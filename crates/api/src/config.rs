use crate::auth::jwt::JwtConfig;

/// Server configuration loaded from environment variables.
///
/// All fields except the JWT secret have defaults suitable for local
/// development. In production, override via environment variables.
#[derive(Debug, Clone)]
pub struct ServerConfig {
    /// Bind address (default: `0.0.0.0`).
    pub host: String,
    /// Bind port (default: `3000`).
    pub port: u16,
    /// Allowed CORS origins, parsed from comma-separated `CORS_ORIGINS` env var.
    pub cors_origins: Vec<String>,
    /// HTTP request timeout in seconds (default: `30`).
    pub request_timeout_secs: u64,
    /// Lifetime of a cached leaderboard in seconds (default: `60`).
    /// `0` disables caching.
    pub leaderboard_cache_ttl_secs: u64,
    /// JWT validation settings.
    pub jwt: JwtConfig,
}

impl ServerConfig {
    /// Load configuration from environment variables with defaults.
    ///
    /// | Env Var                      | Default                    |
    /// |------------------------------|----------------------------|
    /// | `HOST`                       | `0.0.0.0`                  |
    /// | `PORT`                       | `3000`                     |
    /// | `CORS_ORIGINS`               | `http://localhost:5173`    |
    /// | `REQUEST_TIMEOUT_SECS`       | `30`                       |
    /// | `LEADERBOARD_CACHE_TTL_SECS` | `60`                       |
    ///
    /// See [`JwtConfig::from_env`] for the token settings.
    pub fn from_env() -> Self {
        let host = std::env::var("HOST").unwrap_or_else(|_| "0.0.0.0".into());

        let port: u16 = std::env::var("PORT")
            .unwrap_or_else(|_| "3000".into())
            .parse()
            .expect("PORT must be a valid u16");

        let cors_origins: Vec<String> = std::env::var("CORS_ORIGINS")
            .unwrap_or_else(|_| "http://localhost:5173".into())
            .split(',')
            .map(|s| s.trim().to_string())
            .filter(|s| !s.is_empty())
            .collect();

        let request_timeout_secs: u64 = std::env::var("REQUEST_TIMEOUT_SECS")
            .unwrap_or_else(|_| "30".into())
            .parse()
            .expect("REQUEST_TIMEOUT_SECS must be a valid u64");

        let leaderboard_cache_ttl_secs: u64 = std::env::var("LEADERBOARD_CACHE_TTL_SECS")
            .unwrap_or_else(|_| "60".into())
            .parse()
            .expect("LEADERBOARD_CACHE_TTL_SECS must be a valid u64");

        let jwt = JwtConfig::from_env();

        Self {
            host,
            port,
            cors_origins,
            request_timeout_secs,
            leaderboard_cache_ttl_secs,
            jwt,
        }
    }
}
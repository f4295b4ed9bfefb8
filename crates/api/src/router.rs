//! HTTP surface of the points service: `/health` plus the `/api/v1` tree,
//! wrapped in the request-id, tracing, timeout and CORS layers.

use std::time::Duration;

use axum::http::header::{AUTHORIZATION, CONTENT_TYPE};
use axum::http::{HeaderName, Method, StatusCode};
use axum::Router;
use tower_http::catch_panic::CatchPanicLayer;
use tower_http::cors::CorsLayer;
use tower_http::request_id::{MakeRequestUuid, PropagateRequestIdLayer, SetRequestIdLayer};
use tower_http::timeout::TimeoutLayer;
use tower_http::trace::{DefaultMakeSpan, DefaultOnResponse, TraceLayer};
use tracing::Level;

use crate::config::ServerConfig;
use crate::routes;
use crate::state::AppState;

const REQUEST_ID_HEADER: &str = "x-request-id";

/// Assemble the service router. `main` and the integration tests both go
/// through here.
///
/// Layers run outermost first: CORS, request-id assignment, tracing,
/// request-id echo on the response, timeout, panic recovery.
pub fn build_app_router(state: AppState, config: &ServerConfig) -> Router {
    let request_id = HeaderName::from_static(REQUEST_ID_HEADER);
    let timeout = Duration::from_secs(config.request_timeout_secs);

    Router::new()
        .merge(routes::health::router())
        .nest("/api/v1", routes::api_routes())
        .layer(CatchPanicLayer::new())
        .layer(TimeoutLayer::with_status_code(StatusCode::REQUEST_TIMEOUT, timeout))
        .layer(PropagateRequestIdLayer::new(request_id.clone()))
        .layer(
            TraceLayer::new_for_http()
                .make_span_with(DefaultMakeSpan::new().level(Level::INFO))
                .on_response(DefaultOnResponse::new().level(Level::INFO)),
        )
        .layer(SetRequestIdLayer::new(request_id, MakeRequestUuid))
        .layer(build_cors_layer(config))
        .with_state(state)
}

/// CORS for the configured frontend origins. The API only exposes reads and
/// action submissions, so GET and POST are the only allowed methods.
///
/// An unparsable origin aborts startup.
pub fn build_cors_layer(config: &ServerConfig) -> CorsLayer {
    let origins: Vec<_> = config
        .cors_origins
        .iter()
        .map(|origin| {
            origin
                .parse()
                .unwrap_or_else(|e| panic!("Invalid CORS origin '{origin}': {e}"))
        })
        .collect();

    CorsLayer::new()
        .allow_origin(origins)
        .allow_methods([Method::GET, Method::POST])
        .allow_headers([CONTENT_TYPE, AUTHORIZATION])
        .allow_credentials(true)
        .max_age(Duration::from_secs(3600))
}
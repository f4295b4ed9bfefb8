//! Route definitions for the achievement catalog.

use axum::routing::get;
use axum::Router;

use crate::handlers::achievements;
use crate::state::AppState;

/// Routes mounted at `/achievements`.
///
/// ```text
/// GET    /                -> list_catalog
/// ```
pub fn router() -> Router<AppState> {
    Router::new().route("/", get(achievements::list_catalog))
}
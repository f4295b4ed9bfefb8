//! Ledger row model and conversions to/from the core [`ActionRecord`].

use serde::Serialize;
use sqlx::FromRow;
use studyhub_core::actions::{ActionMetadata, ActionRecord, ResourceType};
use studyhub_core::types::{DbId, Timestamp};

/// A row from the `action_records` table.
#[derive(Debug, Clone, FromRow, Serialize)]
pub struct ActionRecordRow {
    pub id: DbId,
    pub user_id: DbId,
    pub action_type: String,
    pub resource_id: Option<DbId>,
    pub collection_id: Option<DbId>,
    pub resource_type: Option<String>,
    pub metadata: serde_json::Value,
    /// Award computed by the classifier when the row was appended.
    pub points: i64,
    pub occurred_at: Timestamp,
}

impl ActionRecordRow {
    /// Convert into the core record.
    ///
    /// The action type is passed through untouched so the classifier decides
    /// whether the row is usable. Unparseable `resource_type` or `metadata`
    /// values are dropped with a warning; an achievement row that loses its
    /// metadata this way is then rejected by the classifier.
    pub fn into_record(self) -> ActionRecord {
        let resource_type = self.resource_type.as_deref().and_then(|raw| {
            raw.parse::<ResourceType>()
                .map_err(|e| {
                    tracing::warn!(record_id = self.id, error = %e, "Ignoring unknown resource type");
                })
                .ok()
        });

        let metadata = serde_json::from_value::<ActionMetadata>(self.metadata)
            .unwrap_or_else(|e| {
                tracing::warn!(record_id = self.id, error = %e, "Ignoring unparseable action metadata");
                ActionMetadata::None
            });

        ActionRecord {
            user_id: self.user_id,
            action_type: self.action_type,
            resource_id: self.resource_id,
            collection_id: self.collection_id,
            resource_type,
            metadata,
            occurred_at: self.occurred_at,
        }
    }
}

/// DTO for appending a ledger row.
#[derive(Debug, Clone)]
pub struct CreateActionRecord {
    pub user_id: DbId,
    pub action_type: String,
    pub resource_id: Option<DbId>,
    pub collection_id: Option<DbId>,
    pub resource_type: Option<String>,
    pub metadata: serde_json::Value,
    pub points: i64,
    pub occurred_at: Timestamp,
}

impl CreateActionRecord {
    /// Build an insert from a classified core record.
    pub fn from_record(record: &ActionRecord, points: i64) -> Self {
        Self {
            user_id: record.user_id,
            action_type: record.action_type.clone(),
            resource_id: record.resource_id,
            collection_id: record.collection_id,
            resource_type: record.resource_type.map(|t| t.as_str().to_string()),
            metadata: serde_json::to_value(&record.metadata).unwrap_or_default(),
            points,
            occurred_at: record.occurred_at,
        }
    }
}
_ _ _
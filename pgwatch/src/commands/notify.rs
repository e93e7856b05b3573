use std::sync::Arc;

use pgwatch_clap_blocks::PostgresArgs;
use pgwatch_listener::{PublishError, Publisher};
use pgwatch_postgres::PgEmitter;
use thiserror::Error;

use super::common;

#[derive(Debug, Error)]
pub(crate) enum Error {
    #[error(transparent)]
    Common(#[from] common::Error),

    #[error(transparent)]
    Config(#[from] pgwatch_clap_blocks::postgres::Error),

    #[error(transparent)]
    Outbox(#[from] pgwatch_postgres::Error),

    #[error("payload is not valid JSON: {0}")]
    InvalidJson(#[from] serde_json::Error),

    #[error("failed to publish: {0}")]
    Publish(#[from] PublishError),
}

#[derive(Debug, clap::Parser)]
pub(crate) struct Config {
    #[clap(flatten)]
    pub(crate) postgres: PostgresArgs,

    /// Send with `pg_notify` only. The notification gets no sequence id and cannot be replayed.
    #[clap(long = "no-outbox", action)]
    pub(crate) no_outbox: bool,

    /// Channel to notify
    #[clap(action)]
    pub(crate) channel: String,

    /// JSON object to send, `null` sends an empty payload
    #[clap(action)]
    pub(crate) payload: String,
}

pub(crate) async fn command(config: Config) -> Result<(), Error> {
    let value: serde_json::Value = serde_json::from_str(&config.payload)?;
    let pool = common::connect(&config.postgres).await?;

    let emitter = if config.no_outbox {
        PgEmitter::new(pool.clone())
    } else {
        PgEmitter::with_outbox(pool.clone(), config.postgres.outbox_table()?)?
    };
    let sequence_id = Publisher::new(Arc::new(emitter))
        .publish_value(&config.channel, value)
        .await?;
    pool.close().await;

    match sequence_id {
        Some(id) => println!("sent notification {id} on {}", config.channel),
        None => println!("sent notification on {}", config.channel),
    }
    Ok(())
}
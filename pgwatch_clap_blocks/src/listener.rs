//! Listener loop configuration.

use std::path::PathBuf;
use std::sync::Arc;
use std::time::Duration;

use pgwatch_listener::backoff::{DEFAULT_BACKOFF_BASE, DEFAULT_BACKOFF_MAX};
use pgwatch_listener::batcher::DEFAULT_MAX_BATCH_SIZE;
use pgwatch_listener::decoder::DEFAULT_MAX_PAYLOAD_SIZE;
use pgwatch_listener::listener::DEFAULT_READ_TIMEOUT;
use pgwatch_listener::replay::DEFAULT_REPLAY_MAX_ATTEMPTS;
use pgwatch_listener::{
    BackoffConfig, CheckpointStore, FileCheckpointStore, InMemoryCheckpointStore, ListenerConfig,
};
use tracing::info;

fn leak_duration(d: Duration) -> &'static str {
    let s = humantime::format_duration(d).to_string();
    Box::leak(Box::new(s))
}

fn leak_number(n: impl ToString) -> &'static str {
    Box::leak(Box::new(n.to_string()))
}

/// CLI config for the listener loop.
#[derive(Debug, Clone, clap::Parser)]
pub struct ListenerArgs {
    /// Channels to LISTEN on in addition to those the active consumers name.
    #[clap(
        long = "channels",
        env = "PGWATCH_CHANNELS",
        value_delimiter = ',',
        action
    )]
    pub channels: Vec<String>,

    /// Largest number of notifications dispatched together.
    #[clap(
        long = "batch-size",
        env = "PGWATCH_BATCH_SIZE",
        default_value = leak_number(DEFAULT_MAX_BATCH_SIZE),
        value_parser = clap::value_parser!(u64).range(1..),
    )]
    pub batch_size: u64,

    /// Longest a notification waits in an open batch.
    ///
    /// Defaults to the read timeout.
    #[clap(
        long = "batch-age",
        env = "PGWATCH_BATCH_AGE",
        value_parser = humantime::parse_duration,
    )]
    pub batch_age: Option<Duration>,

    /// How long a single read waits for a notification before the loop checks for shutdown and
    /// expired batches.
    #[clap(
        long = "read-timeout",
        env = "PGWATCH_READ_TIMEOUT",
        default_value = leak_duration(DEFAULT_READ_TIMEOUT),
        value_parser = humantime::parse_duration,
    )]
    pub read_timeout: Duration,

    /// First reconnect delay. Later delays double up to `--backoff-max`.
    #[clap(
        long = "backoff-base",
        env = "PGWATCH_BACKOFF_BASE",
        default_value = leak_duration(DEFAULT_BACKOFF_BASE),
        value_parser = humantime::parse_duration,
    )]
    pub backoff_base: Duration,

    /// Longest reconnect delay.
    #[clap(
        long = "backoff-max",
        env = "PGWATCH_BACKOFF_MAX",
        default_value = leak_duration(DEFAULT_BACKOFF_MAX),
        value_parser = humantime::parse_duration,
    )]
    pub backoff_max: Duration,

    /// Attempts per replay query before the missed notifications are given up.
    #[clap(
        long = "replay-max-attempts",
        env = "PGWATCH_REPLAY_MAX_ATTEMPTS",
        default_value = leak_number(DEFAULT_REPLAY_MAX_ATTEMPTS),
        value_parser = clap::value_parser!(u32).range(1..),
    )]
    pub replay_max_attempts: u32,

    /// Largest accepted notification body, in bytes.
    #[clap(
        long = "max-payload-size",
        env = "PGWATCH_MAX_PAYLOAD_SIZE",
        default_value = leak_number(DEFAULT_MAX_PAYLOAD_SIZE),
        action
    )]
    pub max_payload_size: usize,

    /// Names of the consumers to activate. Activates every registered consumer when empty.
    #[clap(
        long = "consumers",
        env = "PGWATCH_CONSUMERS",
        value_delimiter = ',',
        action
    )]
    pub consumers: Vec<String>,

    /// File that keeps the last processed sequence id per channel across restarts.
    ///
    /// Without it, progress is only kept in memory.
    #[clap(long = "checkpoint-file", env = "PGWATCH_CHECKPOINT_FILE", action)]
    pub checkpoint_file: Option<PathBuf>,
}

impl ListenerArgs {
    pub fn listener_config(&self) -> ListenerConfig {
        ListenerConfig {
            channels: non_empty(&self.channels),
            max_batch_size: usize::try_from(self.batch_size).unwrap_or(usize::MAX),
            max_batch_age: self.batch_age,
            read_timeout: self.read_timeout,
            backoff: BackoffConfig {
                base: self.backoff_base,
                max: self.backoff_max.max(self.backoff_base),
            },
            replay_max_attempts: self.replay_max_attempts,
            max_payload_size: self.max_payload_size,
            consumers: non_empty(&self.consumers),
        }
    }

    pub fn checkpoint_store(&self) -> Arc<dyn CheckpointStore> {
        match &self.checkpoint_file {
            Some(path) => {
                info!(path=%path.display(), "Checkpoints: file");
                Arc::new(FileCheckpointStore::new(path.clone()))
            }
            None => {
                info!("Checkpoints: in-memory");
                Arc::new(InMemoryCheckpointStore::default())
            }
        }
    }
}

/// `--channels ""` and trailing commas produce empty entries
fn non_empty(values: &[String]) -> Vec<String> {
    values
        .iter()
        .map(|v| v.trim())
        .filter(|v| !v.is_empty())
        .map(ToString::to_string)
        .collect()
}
_ _ _
Brief
Bring together all lines in the records where the word "struct" is found.

Output below
pub struct ServerConfig {
pub struct ActionRecordRow {
pub struct CreateActionRecord {
pub(crate) struct Config {
pub struct ListenerArgs {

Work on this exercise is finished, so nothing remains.